I'm more of a mtn biker, but I'm living in the city now, so most of my mileage is on the road bike these days. And I just got a sweet new Ridley that has me pumped about road biking again. Anyhow, looking to find a team or fast group to do some rides with. I have in the past, back in the Philly area, ridden with some road groups(mostly cat 2-3's), so I'm not that sketchy of a guy to ride with even though I have unshaved legs right now.
I race sport on the mtb, hoping to get some good training in on the road, maybe check out a few road races.
I know that most team rosters are figured out over the winter, but I was hoping to find a good group to train with for now, maybe race with next year.


----------



## shongalola (Nov 2, 2005)

have you tried Meridian (Tues and Thurs) if you live down south, bus stop in Boulder, or Denver West (wed)?
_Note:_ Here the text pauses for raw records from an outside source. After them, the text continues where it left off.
// Shared prompt fragments. Each collaborator that calls the LLM keeps its own
// prompts.rs alongside it and builds on these.

/// System prompt fragment that enforces JSON-only output.
pub const JSON_ONLY_RULES: &str = "You MUST respond with valid JSON only. \
    Do NOT include any text outside the JSON object. \
    Do NOT use markdown code fences. \
    Do NOT include explanations or apologies.";

/// Substitutes the job description into a `{job_description}` template.
pub fn render_job_description(template: &str, job_description: &str) -> String {
    template.replace("{job_description}", job_description.trim())
}

#[cfg(test)]
mod tests {
    use super::*;

    #[test]
    fn test_render_job_description_trims_input() {
        let rendered = render_job_description("JD: {job_description}.", "  Build APIs \n");
        assert_eq!(rendered, "JD: Build APIs.");
    }
}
CSP on Tues and Thurs are the best practice races around (www.americancycling.org).


----------



## whambat (Mar 1, 2009)

Thanks, I haven't tried any of those. Exactly the type of information I'm looking for. I live in Northwest Denver, btw. So what is the Denver West ride? I guess that would be the closest. I'll have to check out those CSP races, although I work the next couple of Tuesdays (I'm 36 so I guess that would be the day for me to race). I do have an odd work schedule that rotates, I'm a firefighter, so it's hard for me to hit rides consistantly. I am also off a lot on the weekdays, and know only a couple of people that have mid-week to ride, one of which is off racing RAAM so I think he might be burned out on cycling when he gets back.


----------



## shongalola (Nov 2, 2005)

I havent done the Denver west ride this year but assume it goes when no CSP is on that week. It leaves 530pm from the parking lot on the NE side of I-70 and Denver West Pkwy. Ride is about 2 hrs.

For what it's worth CSP Thursday Cat 4 is a little slower than the Tues race


----------